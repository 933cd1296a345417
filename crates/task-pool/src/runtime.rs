use std::collections::HashMap;
use std::future::Future;
use std::sync::Arc;

use async_trait::async_trait;
use parking_lot::RwLock;
use serde_json::Value;

use task_pool_core::{ExecSource, TaskId, WorkerId};

/// Outcome of one body invocation.
pub type BodyResult = std::result::Result<Value, String>;

/// A runnable execution body: one callable of one argument whose return
/// value or error becomes the task response.
#[async_trait]
pub trait TaskBody: Send + Sync {
    async fn run(&self, payload: Value) -> BodyResult;
}

/// Resolves execution sources to runnable bodies.
///
/// This is the seam between the pool and whatever runtime actually hosts
/// user code. [`BodyRegistry`] is the in-process realization; out-of-process
/// runtimes implement the same contract.
#[async_trait]
pub trait ExecBackend: Send + Sync + 'static {
    async fn resolve(&self, source: &ExecSource) -> std::result::Result<Arc<dyn TaskBody>, String>;
}

/// Adapts an async closure into a [`TaskBody`].
pub struct FnBody<F>(F);

impl<F, Fut> FnBody<F>
where
    F: Fn(Value) -> Fut + Send + Sync,
    Fut: Future<Output = BodyResult> + Send,
{
    pub fn new(f: F) -> Self {
        FnBody(f)
    }
}

#[async_trait]
impl<F, Fut> TaskBody for FnBody<F>
where
    F: Fn(Value) -> Fut + Send + Sync,
    Fut: Future<Output = BodyResult> + Send,
{
    async fn run(&self, payload: Value) -> BodyResult {
        (self.0)(payload).await
    }
}

/// Body that returns its payload unchanged.
pub struct EchoBody;

#[async_trait]
impl TaskBody for EchoBody {
    async fn run(&self, payload: Value) -> BodyResult {
        Ok(payload)
    }
}

/// In-process [`ExecBackend`] keyed by source content.
///
/// A `Path` source resolves by its path string, an `Inline` source by the
/// inline text itself; both go through the same table.
pub struct BodyRegistry {
    bodies: RwLock<HashMap<String, Arc<dyn TaskBody>>>,
}

impl BodyRegistry {
    pub fn new() -> Self {
        BodyRegistry {
            bodies: RwLock::new(HashMap::new()),
        }
    }

    /// Register a body under a source key.
    pub fn register<B: TaskBody + 'static>(&self, key: impl Into<String>, body: B) {
        self.bodies.write().insert(key.into(), Arc::new(body));
    }

    pub fn has_body(&self, key: &str) -> bool {
        self.bodies.read().contains_key(key)
    }
}

impl Default for BodyRegistry {
    fn default() -> Self {
        Self::new()
    }
}

#[async_trait]
impl ExecBackend for BodyRegistry {
    async fn resolve(&self, source: &ExecSource) -> std::result::Result<Arc<dyn TaskBody>, String> {
        let key = source.content();
        self.bodies
            .read()
            .get(key)
            .cloned()
            .ok_or_else(|| format!("no body registered for {:?}", key))
    }
}

/// Work order shipped from the dispatcher to a worker context.
#[derive(Debug, Clone)]
pub(crate) struct ExecRequest {
    pub task_id: TaskId,
    pub payload: Value,
    pub exec_override: Option<ExecSource>,
}

/// Result code of one invocation.
#[derive(Debug, Clone, Copy, PartialEq, Eq)]
pub(crate) enum ResponseCode {
    Success,
    Failed,
}

/// Completion report from a worker context.
#[derive(Debug, Clone)]
pub(crate) struct ExecResponse {
    pub worker_id: WorkerId,
    pub task_id: TaskId,
    pub code: ResponseCode,
    pub result: Option<Value>,
    pub error: Option<String>,
}

/// Lifecycle traffic from worker contexts to the dispatcher.
#[derive(Debug, Clone)]
pub(crate) enum WorkerEvent {
    Response(ExecResponse),
    Error { worker_id: WorkerId, error: String },
    Exit { worker_id: WorkerId, task_id: Option<TaskId> },
}

#[cfg(test)]
mod tests {
    use super::*;
    use serde_json::json;

    #[tokio::test]
    async fn test_registry_resolve() {
        let registry = BodyRegistry::new();
        registry.register("echo", EchoBody);

        assert!(registry.has_body("echo"));
        assert!(!registry.has_body("unknown"));

        let body = registry
            .resolve(&ExecSource::Inline("echo".to_string()))
            .await
            .unwrap();
        let result = body.run(json!("hello")).await.unwrap();
        assert_eq!(result, json!("hello"));
    }

    #[tokio::test]
    async fn test_registry_resolves_path_by_content() {
        let registry = BodyRegistry::new();
        registry.register("bodies/echo", EchoBody);

        let body = registry
            .resolve(&ExecSource::Path("bodies/echo".to_string()))
            .await;
        assert!(body.is_ok());
    }

    #[tokio::test]
    async fn test_registry_missing_body() {
        let registry = BodyRegistry::new();
        let result = registry
            .resolve(&ExecSource::Inline("missing".to_string()))
            .await;
        assert!(result.is_err());
    }

    #[tokio::test]
    async fn test_fn_body() {
        let body = FnBody::new(|payload: Value| async move {
            let n = payload.as_i64().ok_or("not a number")?;
            Ok(json!(n * 2))
        });

        assert_eq!(body.run(json!(21)).await.unwrap(), json!(42));
        assert!(body.run(json!("nope")).await.is_err());
    }
}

• **Task instructions**
Nothing beyond the lines from the start of the entries through the line with "pub type BodyResult" should appear. Repeat those lines exactly, both ends included.

• **Answer box**
repository 933cd1296a345417
filename crates/task-pool/src/runtime.rs
use std::collections::HashMap;
use std::future::Future;
use std::sync::Arc;

use async_trait::async_trait;
use parking_lot::RwLock;
use serde_json::Value;

use task_pool_core::{ExecSource, TaskId, WorkerId};

/// Outcome of one body invocation.
pub type BodyResult = std::result::Result<Value, String>;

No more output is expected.